Assim que soube da morte de Marina me veio uma frase do livro dela Classificados e Nem Tanto, de 2010, “Vendo em leilão o pouco que resta do meu coração”. E pensei em Ira Etz, uma de suas melhores amigas, artista plástica. As duas, quando garotas de Ipanema, viralizaram em anos remotos, ao chegarem à Praia do Arpoador com os primeiros biquínis do Rio de Janeiro. Desenhados e confeccionados por elas.

Marina, sempre sorridente, jornalista, escritora versátil, competia com Ziraldo em livros infantis. Romancista, contista, biógrafa, 70 livros, nem sei quantos Jabutis e traduções. Amiga fidelíssima. Anos atrás, estávamos em Jerusalém, ela e Marcia, minha mulher, fugiram do roteiro oficial e foram ao mercado árabe. Uma aventura. Caminhavam naquela atmosfera de mil e uma noites quando Marina chamou. “Marcia, compre já um desses colares de coral. Lindos, combinam com qualquer roupa. Joia para toda a vida.” No dia em que ela morreu, Marcia colocou o colar, passou o dia com ele.

Outra vez, ainda Israel, estávamos em Cafarnaum, terra de São Pedro, pescador e apóstolo maior. Um fotógrafo juntou Rubem Fonseca, Luis Fernando Verissimo, Affonso Romano de Sant’Anna e eu para uma foto. Todos com 80 anos. Marina fez a legenda: “400 anos de literatura”.

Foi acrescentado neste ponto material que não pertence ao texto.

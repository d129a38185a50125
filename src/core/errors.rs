// src/core/errors.rs

//! Defines the primary error type for the cluster control plane.

use thiserror::Error;

/// The main error enum for every control-plane operation. Using `thiserror`
/// gives clean error definitions and automatic `From` trait implementations.
#[derive(Error, Debug, Clone)]
pub enum ClusterError {
    #[error("not found: {0}")]
    NotFound(String),

    #[error("transport error: {0}")]
    TransportError(String),

    #[error("authentication failed: {0}")]
    AuthError(String),

    #[error("conflict: {0}")]
    ConflictError(String),

    #[error("circuit open for peer {0}")]
    CircuitOpen(String),

    #[error("invalid input: {0}")]
    InvalidInput(String),

    #[error("internal error: {0}")]
    Internal(String),

    #[error("no healthy node available for bucket {0}")]
    NoHealthyNode(String),

    #[error("cluster already initialized")]
    AlreadyInitialized,

    #[error("cluster is not enabled on this node")]
    ClusterDisabled,
}

impl From<std::io::Error> for ClusterError {
    fn from(e: std::io::Error) -> Self {
        ClusterError::Internal(format!("io error: {e}"))
    }
}

impl From<sqlx::Error> for ClusterError {
    fn from(e: sqlx::Error) -> Self {
        match e {
            sqlx::Error::RowNotFound => ClusterError::NotFound("row not found".into()),
            other => ClusterError::Internal(format!("database error: {other}")),
        }
    }
}

impl From<reqwest::Error> for ClusterError {
    fn from(e: reqwest::Error) -> Self {
        ClusterError::TransportError(e.to_string())
    }
}

impl From<serde_json::Error> for ClusterError {
    fn from(e: serde_json::Error) -> Self {
        ClusterError::Internal(format!("serialization error: {e}"))
    }
}

impl From<uuid::Error> for ClusterError {
    fn from(e: uuid::Error) -> Self {
        ClusterError::Internal(format!("invalid uuid: {e}"))
    }
}

impl From<rcgen::Error> for ClusterError {
    fn from(e: rcgen::Error) -> Self {
        ClusterError::Internal(format!("certificate error: {e}"))
    }
}

pub type ClusterResult<T> = Result<T, ClusterError>;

Rubem se foi. Verissimo teve um AVC, perdeu a fala, luta para recuperá-la. Affonso Romano está demente. Quanto a mim não sei. Quem sabe? Tenho projetos como ir a Portugal, terminar meu romance Risco de Queda, escrever um show para minha filha Rita, fazer um roteiro para o cinema...

“O que será, será”, cantava Doris Day.